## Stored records

:::

//! Integration tests for the health check endpoint and general HTTP behaviour.

mod common;

use std::sync::Arc;

use axum::http::StatusCode;
use common::{body_json, build_test_app, build_test_app_with, get, submit_ok, StubRunner};
use tokio::sync::Semaphore;

// ---------------------------------------------------------------------------
// Test: GET /health returns 200 with expected JSON fields
// ---------------------------------------------------------------------------

#[tokio::test]
async fn health_check_returns_ok_with_json() {
    let dir = tempfile::tempdir().unwrap();
    let (app, _) = build_test_app(dir.path());
    let response = get(app, "/health").await;

    assert_eq!(response.status(), StatusCode::OK);

    let json = body_json(response).await;
    assert_eq!(json["status"], "ok");
    assert!(json["version"].is_string());
    assert_eq!(json["jobs"]["waiting"], 0);
    assert_eq!(json["jobs"]["working"], 0);
    assert_eq!(json["jobs"]["finished"], 0);
}

// ---------------------------------------------------------------------------
// Test: job counts reflect a running job
// ---------------------------------------------------------------------------

#[tokio::test]
async fn health_check_counts_jobs() {
    let dir = tempfile::tempdir().unwrap();
    let gate = Arc::new(Semaphore::new(0));
    let (app, _) = build_test_app_with(dir.path(), StubRunner::gated(Arc::clone(&gate)));

    submit_ok(app.clone(), r#"{"url":"https://example.com"}"#).await;

    let json = body_json(get(app.clone(), "/health").await).await;
    assert_eq!(json["jobs"]["working"], 1);

    gate.add_permits(1);
}

// ---------------------------------------------------------------------------
// Test: Unknown route returns 404
// ---------------------------------------------------------------------------

#[tokio::test]
async fn unknown_route_returns_404() {
    let dir = tempfile::tempdir().unwrap();
    let (app, _) = build_test_app(dir.path());
    let response = get(app, "/this-route-does-not-exist").await;

    assert_eq!(response.status(), StatusCode::NOT_FOUND);
}

// ---------------------------------------------------------------------------
// Test: job routes are only mounted under /apiv1
// ---------------------------------------------------------------------------

#[tokio::test]
async fn job_routes_require_prefix() {
    let dir = tempfile::tempdir().unwrap();
    let (app, _) = build_test_app(dir.path());
    let response = get(app, "/status/ABC").await;

    assert_eq!(response.status(), StatusCode::NOT_FOUND);
}

// ---------------------------------------------------------------------------
// Test: x-request-id header is present in response
// ---------------------------------------------------------------------------

#[tokio::test]
async fn response_contains_x_request_id_header() {
    let dir = tempfile::tempdir().unwrap();
    let (app, _) = build_test_app(dir.path());
    let response = get(app, "/health").await;

    assert_eq!(response.status(), StatusCode::OK);

    let request_id = response.headers().get("x-request-id");
    assert!(
        request_id.is_some(),
        "Response must contain an x-request-id header"
    );

    // The value should be a valid UUID (36 chars with hyphens).
    let id_str = request_id.unwrap().to_str().unwrap();
    assert_eq!(id_str.len(), 36, "x-request-id should be a UUID: {id_str}");
}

:::

## What you should do
Your answer must be the full set of records above, reproduced exactly.

## Task output
//! Integration tests for the health check endpoint and general HTTP behaviour.

mod common;

use std::sync::Arc;

use axum::http::StatusCode;
use common::{body_json, build_test_app, build_test_app_with, get, submit_ok, StubRunner};
use tokio::sync::Semaphore;

// ---------------------------------------------------------------------------
// Test: GET /health returns 200 with expected JSON fields
// ---------------------------------------------------------------------------

#[tokio::test]
async fn health_check_returns_ok_with_json() {
    let dir = tempfile::tempdir().unwrap();
    let (app, _) = build_test_app(dir.path());
    let response = get(app, "/health").await;

    assert_eq!(response.status(), StatusCode::OK);

    let json = body_json(response).await;
    assert_eq!(json["status"], "ok");
    assert!(json["version"].is_string());
    assert_eq!(json["jobs"]["waiting"], 0);
    assert_eq!(json["jobs"]["working"], 0);
    assert_eq!(json["jobs"]["finished"], 0);
}

// ---------------------------------------------------------------------------
// Test: job counts reflect a running job
// ---------------------------------------------------------------------------

#[tokio::test]
async fn health_check_counts_jobs() {
    let dir = tempfile::tempdir().unwrap();
    let gate = Arc::new(Semaphore::new(0));
    let (app, _) = build_test_app_with(dir.path(), StubRunner::gated(Arc::clone(&gate)));

    submit_ok(app.clone(), r#"{"url":"https://example.com"}"#).await;

    let json = body_json(get(app.clone(), "/health").await).await;
    assert_eq!(json["jobs"]["working"], 1);

    gate.add_permits(1);
}

// ---------------------------------------------------------------------------
// Test: Unknown route returns 404
// ---------------------------------------------------------------------------

#[tokio::test]
async fn unknown_route_returns_404() {
    let dir = tempfile::tempdir().unwrap();
    let (app, _) = build_test_app(dir.path());
    let response = get(app, "/this-route-does-not-exist").await;

    assert_eq!(response.status(), StatusCode::NOT_FOUND);
}

// ---------------------------------------------------------------------------
// Test: job routes are only mounted under /apiv1
// ---------------------------------------------------------------------------

#[tokio::test]
async fn job_routes_require_prefix() {
    let dir = tempfile::tempdir().unwrap();
    let (app, _) = build_test_app(dir.path());
    let response = get(app, "/status/ABC").await;

    assert_eq!(response.status(), StatusCode::NOT_FOUND);
}

// ---------------------------------------------------------------------------
// Test: x-request-id header is present in response
// ---------------------------------------------------------------------------

#[tokio::test]
async fn response_contains_x_request_id_header() {
    let dir = tempfile::tempdir().unwrap();
    let (app, _) = build_test_app(dir.path());
    let response = get(app, "/health").await;

    assert_eq!(response.status(), StatusCode::OK);

    let request_id = response.headers().get("x-request-id");
    assert!(
        request_id.is_some(),
        "Response must contain an x-request-id header"
    );

    // The value should be a valid UUID (36 chars with hyphens).
    let id_str = request_id.unwrap().to_str().unwrap();
    assert_eq!(id_str.len(), 36, "x-request-id should be a UUID: {id_str}");
}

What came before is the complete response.